- _TASK DESCRIPTION_
Among the lines of the records below, copy those that hold the word "pedantic".

#### DATASET RECORDS ####

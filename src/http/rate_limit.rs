//! Request-rate governor
//!
//! Enforces a minimum inter-request interval per logical channel (primary
//! fetch vs. detail enrichment). Built on the governor crate with a quota
//! of one permit per `60 / requests_per_minute` seconds, so the time
//! between any two consecutive permitted requests on a channel is at least
//! that period, even under concurrent callers.

use governor::clock::DefaultClock;
use governor::middleware::NoOpMiddleware;
use governor::state::{InMemoryState, NotKeyed};
use governor::{Quota, RateLimiter};
use std::sync::Arc;
use std::time::Duration;

type DirectLimiter = RateLimiter<NotKeyed, InMemoryState, DefaultClock, NoOpMiddleware>;

/// Per-channel request pacer
///
/// Cheap to clone; clones share the same underlying state, so every caller
/// on a channel observes the same spacing.
#[derive(Clone)]
pub struct RateGovernor {
    limiter: Option<Arc<DirectLimiter>>,
    period: Duration,
}

impl RateGovernor {
    /// Create a governor allowing `requests_per_minute` requests.
    ///
    /// `None` or a non-positive rate disables pacing entirely.
    pub fn per_minute(requests_per_minute: Option<u32>) -> Self {
        let period = match requests_per_minute {
            Some(rpm) if rpm > 0 => Duration::from_secs_f64(60.0 / f64::from(rpm)),
            _ => Duration::ZERO,
        };

        let limiter = Quota::with_period(period)
            .map(|quota| Arc::new(RateLimiter::direct(quota)));

        Self { limiter, period }
    }

    /// Create an unlimited governor (every `wait()` is a no-op)
    pub fn unlimited() -> Self {
        Self {
            limiter: None,
            period: Duration::ZERO,
        }
    }

    /// Suspend until at least one period has elapsed since the last
    /// permitted request on this channel. No-op when unlimited.
    pub async fn wait(&self) {
        if let Some(limiter) = &self.limiter {
            limiter.until_ready().await;
        }
    }

    /// Whether this channel enforces a rate at all
    pub fn is_limited(&self) -> bool {
        self.limiter.is_some()
    }

    /// The minimum spacing between permitted requests
    pub fn period(&self) -> Duration {
        self.period
    }
}

impl std::fmt::Debug for RateGovernor {
    fn fmt(&self, f: &mut std::fmt::Formatter<'_>) -> std::fmt::Result {
        f.debug_struct("RateGovernor")
            .field("period", &self.period)
            .finish()
    }
}
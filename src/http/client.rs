//! Retrying HTTP executor
//!
//! Single GET entry point shared by page fetching and enrichment. Every
//! request first acquires a permit from the caller's [`RateGovernor`],
//! then runs through a bounded retry loop: transport failures and
//! retryable statuses (429, 500, 502, 503, 504) back off and retry, a 401 under
//! OAuth2 forces one token refresh and one replay, and any other 4xx
//! aborts immediately.

use reqwest::{Client, RequestBuilder, Response, StatusCode};
use std::time::Duration;
use tracing::{debug, warn};

use crate::auth::AuthMethod;
use crate::error::{is_retryable_status, Error, Result};
use crate::http::RateGovernor;
use crate::types::{BackoffType, JsonValue, StringMap};

/// Retry and transport settings for [`HttpExecutor`]
#[derive(Debug, Clone)]
pub struct HttpExecutorConfig {
    /// Per-request timeout
    pub timeout: Duration,
    /// Retry attempts after the initial request
    pub max_retries: u32,
    /// Base delay fed into the backoff schedule
    pub backoff_base: Duration,
    /// Upper bound on any single backoff delay
    pub max_backoff: Duration,
    /// Shape of the backoff schedule
    pub backoff_type: BackoffType,
}

impl Default for HttpExecutorConfig {
    fn default() -> Self {
        Self {
            timeout: Duration::from_secs(30),
            max_retries: 3,
            backoff_base: Duration::from_millis(500),
            max_backoff: Duration::from_secs(60),
            backoff_type: BackoffType::Exponential,
        }
    }
}

/// HTTP client wrapper with retry, backoff and auth handling
pub struct HttpExecutor {
    client: Client,
    config: HttpExecutorConfig,
    auth: AuthMethod,
}

impl HttpExecutor {
    pub fn new(config: HttpExecutorConfig, auth: AuthMethod) -> Result<Self> {
        let client = Client::builder()
            .timeout(config.timeout)
            .build()
            .map_err(Error::Http)?;

        Ok(Self {
            client,
            config,
            auth,
        })
    }

    /// The auth method this executor signs requests with
    pub fn auth(&self) -> &AuthMethod {
        &self.auth
    }

    /// GET `url` with `params` as the query string and decode the JSON body.
    ///
    /// Acquires one governor permit per attempt, so retries are paced the
    /// same as fresh requests. Exhausting the retry budget surfaces the
    /// last underlying failure as the error source.
    pub async fn get(
        &self,
        url: &str,
        params: &StringMap,
        governor: &RateGovernor,
    ) -> Result<JsonValue> {
        let mut last_error: Option<Error> = None;

        for attempt in 0..=self.config.max_retries {
            governor.wait().await;

            let response = match self.send(url, params).await {
                Ok(response) => response,
                Err(err) => {
                    if err.is_authentication() {
                        return Err(err);
                    }
                    warn!(
                        url = %url,
                        attempt = attempt + 1,
                        error = %err,
                        "request failed, will retry"
                    );
                    last_error = Some(err);
                    if attempt < self.config.max_retries {
                        tokio::time::sleep(self.calculate_backoff(attempt)).await;
                    }
                    continue;
                }
            };

            // A 401 under OAuth2 means the token went stale server-side.
            // Force one refresh and replay once; a second 401 falls through
            // to the non-retryable branch below. A refresh rejection is
            // fatal, but a transport failure on the replay goes back into
            // the retry loop like any other network error.
            let response = if response.status() == StatusCode::UNAUTHORIZED {
                if let Some(store) = self.auth.token_store() {
                    warn!(url = %url, "received 401, refreshing access token and replaying");
                    store.refresh().await?;
                    match self.send(url, params).await {
                        Ok(replayed) => replayed,
                        Err(err) => {
                            warn!(
                                url = %url,
                                attempt = attempt + 1,
                                error = %err,
                                "replay after token refresh failed, will retry"
                            );
                            last_error = Some(err);
                            if attempt < self.config.max_retries {
                                tokio::time::sleep(self.calculate_backoff(attempt)).await;
                            }
                            continue;
                        }
                    }
                } else {
                    response
                }
            } else {
                response
            };

            let status = response.status();

            if status.is_success() {
                return response.json::<JsonValue>().await.map_err(Error::Http);
            }

            if status == StatusCode::TOO_MANY_REQUESTS {
                let retry_after = extract_retry_after(&response);
                last_error = Some(Error::RateLimited {
                    retry_after_seconds: retry_after.unwrap_or(0),
                });
                if attempt < self.config.max_retries {
                    let delay = retry_after
                        .map(Duration::from_secs)
                        .unwrap_or_else(|| self.calculate_backoff(attempt));
                    warn!(
                        url = %url,
                        attempt = attempt + 1,
                        delay_ms = delay.as_millis() as u64,
                        "rate limited, backing off"
                    );
                    tokio::time::sleep(delay).await;
                }
                continue;
            }

            if is_retryable_status(status.as_u16()) {
                let body = response.text().await.unwrap_or_default();
                warn!(
                    url = %url,
                    status = status.as_u16(),
                    attempt = attempt + 1,
                    "retryable status"
                );
                last_error = Some(Error::http_status(status.as_u16(), body));
                if attempt < self.config.max_retries {
                    tokio::time::sleep(self.calculate_backoff(attempt)).await;
                }
                continue;
            }

            // Non-retryable client error, abort without consuming the budget
            let body = response.text().await.unwrap_or_default();
            return Err(Error::http_status(status.as_u16(), body));
        }

        let message = format!(
            "max retries ({}) exceeded for GET {}",
            self.config.max_retries, url
        );
        match last_error {
            Some(source) => Err(Error::extraction_caused_by(message, source)),
            None => Err(Error::extraction(message)),
        }
    }

    async fn send(&self, url: &str, params: &StringMap) -> Result<Response> {
        let mut request: RequestBuilder = self
            .client
            .get(url)
            .header(reqwest::header::ACCEPT, "application/json");

        if !params.is_empty() {
            request = request.query(params);
        }

        request = self.auth.apply(request).await?;

        debug!(url = %url, "sending GET");
        request.send().await.map_err(|err| {
            if err.is_timeout() {
                Error::Timeout {
                    timeout_ms: self.config.timeout.as_millis() as u64,
                }
            } else {
                Error::Http(err)
            }
        })
    }

    /// Delay before retry number `attempt` (zero-based)
    fn calculate_backoff(&self, attempt: u32) -> Duration {
        let base = self.config.backoff_base;
        let delay = match self.config.backoff_type {
            BackoffType::Constant => base,
            BackoffType::Linear => base.saturating_mul(attempt + 1),
            BackoffType::Exponential => base.saturating_mul(2u32.saturating_pow(attempt)),
        };
        delay.min(self.config.max_backoff)
    }
}

impl std::fmt::Debug for HttpExecutor {
    fn fmt(&self, f: &mut std::fmt::Formatter<'_>) -> std::fmt::Result {
        f.debug_struct("HttpExecutor")
            .field("config", &self.config)
            .field("auth", &self.auth)
            .finish()
    }
}

/// Parse a numeric `Retry-After` header, if present
fn extract_retry_after(response: &Response) -> Option<u64> {
    response
        .headers()
        .get(reqwest::header::RETRY_AFTER)
        .and_then(|value| value.to_str().ok())
        .and_then(|value| value.trim().parse::<u64>().ok())
}
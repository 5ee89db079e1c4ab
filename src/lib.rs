// Allow common clippy pedantic lints that aren't critical for this codebase
#![allow(clippy::cast_possible_truncation)]
#![allow(clippy::cast_sign_loss)]
#![allow(clippy::cast_lossless)]
#![allow(clippy::too_many_lines)]
#![allow(clippy::unused_self)]
#![allow(clippy::must_use_candidate)]
#![allow(clippy::unnecessary_wraps)]
#![allow(clippy::match_same_arms)]
#![allow(clippy::needless_pass_by_value)]

//! # Siphon
//!
//! A resilient data-acquisition engine for paginated, rate-limited,
//! OAuth2-protected HTTP APIs.
//!
//! ## Features
//!
//! - **Pagination**: Page-number and cursor modes with short-page,
//!   empty-streak, and page-cap termination
//! - **Rate Governance**: Per-channel request pacing from a
//!   requests-per-minute budget
//! - **Auth**: Bearer/header/query tokens and a full OAuth2
//!   authorization-code lifecycle with cached, auto-refreshing tokens
//! - **Parameter Matrix**: Cartesian sweeps over query-parameter axes
//! - **Consolidation**: Multi-pass, identity-keyed deduplication that
//!   repeats the sweep until the record set stops growing
//! - **Enrichment**: Sequential or concurrent per-record detail lookups
//!
//! ## Quick Start
//!
//! ```rust,ignore
//! use siphon::{Extractor, ExtractorConfig, Result};
//!
//! #[tokio::main]
//! async fn main() -> Result<()> {
//!     let config = ExtractorConfig::from_yaml_str(
//!         r"
//!         endpoint: /v2/assets
//!         base_url_env: API_BASE_URL
//!         paging:
//!           mode: page
//!           page_size: 100
//!         max_passes: 3
//!         enrich_by_id: true
//!         ",
//!     )?;
//!
//!     let mut extractor = Extractor::new(config).await?;
//!     let records = extractor.extract().await?;
//!     println!("{} records ({})", records.len(), extractor.stats().summary());
//!     Ok(())
//! }
//! ```
//!
//! ## Architecture
//!
//! ```text
//! ┌─────────────────────────────────────────────────────────────┐
//! │                        Extractor                            │
//! │  expand matrix → sweep pages → consolidate → enrich         │
//! └─────────────────────────────────────────────────────────────┘
//!                              │
//! ┌──────────┬───────────┬─────┴─────────┬───────────┬──────────┐
//! │   Auth   │   HTTP    │  Pagination   │  Matrix   │  Engine  │
//! ├──────────┼───────────┼───────────────┼───────────┼──────────┤
//! │ Bearer   │ GET       │ Page number   │ Cartesian │ Passes   │
//! │ OAuth2   │ Retry     │ Cursor        │ expansion │ Dedup    │
//! │ Token    │ Backoff   │ Safety bounds │           │ Detail   │
//! │ cache    │ Rate limit│               │           │ lookups  │
//! └──────────┴───────────┴───────────────┴───────────┴──────────┘
//! ```

#![warn(missing_docs)]
#![warn(clippy::all)]
#![warn(clippy::pedantic)]
#![allow(clippy::module_name_repetitions)]
#![allow(clippy::missing_errors_doc)]
#![allow(clippy::missing_panics_doc)]
#![allow(clippy::doc_markdown)]
#![allow(missing_docs)] // TODO: Add docs before 1.0 release

// ============================================================================
// Module declarations
// ============================================================================

/// Error types
pub mod error;

/// Common types and type aliases
pub mod types;

/// Extractor configuration
pub mod config;

/// Authentication and the OAuth2 token lifecycle
pub mod auth;

/// HTTP executor with retry and rate governance
pub mod http;

/// Payload selection and record identity helpers
pub mod records;

/// Parameter-matrix expansion
pub mod matrix;

/// Pagination strategies and the page fetch loop
pub mod pagination;

/// Extraction engine: sweep, consolidate, enrich
pub mod engine;

// ============================================================================
// Re-exports
// ============================================================================

pub use error::{Error, Result};
pub use types::*;

pub use auth::{AuthSpec, TokenStore};
pub use config::ExtractorConfig;
pub use engine::{ExtractStats, Extractor};
pub use matrix::{MatrixAxis, ParamMatrix};
pub use pagination::PagingSpec;

/// Crate version
pub const VERSION: &str = env!("CARGO_PKG_VERSION");

/// Crate name
pub const NAME: &str = env!("CARGO_PKG_NAME");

####

- _EXERCISE SOLUTION_
// Allow common clippy pedantic lints that aren't critical for this codebase
#![warn(clippy::pedantic)]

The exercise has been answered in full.